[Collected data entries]
<<<<

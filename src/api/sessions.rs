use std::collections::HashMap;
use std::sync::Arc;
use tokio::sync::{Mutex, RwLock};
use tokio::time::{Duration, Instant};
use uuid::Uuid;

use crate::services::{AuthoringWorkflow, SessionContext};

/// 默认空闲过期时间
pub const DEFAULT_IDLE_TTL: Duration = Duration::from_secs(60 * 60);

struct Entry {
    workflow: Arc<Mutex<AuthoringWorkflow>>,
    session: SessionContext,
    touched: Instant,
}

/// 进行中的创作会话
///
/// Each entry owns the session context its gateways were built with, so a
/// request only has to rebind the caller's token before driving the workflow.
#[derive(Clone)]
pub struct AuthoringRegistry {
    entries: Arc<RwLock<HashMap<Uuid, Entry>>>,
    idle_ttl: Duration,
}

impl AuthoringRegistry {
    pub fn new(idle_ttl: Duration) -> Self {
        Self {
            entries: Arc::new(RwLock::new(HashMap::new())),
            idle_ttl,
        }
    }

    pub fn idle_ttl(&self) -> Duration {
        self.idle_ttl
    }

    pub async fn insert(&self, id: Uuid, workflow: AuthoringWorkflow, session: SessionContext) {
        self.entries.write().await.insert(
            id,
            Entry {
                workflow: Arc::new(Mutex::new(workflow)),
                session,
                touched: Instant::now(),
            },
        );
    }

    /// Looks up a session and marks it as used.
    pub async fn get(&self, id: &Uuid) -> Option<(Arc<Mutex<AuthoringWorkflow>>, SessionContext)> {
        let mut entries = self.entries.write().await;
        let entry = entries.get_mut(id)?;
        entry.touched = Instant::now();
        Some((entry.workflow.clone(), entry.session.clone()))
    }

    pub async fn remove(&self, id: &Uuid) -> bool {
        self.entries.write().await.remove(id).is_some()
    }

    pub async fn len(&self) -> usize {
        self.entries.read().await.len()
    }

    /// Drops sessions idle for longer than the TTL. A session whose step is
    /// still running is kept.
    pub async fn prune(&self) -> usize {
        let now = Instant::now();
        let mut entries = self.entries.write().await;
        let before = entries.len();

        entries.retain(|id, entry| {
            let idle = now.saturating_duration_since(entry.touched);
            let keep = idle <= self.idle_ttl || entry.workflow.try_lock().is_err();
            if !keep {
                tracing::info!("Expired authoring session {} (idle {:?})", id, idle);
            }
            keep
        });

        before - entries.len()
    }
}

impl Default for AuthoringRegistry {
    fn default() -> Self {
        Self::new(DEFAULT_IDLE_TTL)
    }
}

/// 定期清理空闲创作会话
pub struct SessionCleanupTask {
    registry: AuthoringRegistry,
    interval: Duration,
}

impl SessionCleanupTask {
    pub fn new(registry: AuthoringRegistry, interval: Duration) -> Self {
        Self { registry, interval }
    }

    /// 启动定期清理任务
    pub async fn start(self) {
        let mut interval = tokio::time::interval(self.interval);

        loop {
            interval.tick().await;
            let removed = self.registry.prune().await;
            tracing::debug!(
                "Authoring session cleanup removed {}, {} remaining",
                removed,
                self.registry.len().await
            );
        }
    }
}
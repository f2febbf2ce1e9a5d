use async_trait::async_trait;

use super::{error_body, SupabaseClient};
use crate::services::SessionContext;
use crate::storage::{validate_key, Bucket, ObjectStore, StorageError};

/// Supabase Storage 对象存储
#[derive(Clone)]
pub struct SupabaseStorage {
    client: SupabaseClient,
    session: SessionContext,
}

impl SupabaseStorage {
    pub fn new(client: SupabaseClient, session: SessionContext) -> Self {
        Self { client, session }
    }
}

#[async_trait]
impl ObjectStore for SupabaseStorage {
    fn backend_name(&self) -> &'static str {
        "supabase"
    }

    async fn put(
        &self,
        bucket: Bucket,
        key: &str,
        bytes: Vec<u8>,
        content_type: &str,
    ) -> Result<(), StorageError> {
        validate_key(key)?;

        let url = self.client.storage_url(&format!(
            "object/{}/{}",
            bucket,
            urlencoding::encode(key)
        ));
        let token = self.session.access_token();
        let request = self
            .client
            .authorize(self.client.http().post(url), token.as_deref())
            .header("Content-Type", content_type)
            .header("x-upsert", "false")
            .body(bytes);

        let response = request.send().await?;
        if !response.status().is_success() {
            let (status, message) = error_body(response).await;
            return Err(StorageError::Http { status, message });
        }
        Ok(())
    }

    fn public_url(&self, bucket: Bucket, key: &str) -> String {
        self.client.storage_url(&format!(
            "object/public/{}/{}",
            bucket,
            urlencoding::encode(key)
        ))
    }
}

>>>>

* _What is expected_: Every line above from the line with "fn backend_name(&self) ->" to the line with "let (status, message)", inclusive, must be returned exactly; no other line belongs in the reply.

* _Response below_:
    fn backend_name(&self) -> &'static str {
        "supabase"
    }

    async fn put(
        &self,
        bucket: Bucket,
        key: &str,
        bytes: Vec<u8>,
        content_type: &str,
    ) -> Result<(), StorageError> {
        validate_key(key)?;

        let url = self.client.storage_url(&format!(
            "object/{}/{}",
            bucket,
            urlencoding::encode(key)
        ));
        let token = self.session.access_token();
        let request = self
            .client
            .authorize(self.client.http().post(url), token.as_deref())
            .header("Content-Type", content_type)
            .header("x-upsert", "false")
            .body(bytes);

        let response = request.send().await?;
        if !response.status().is_success() {
            let (status, message) = error_body(response).await;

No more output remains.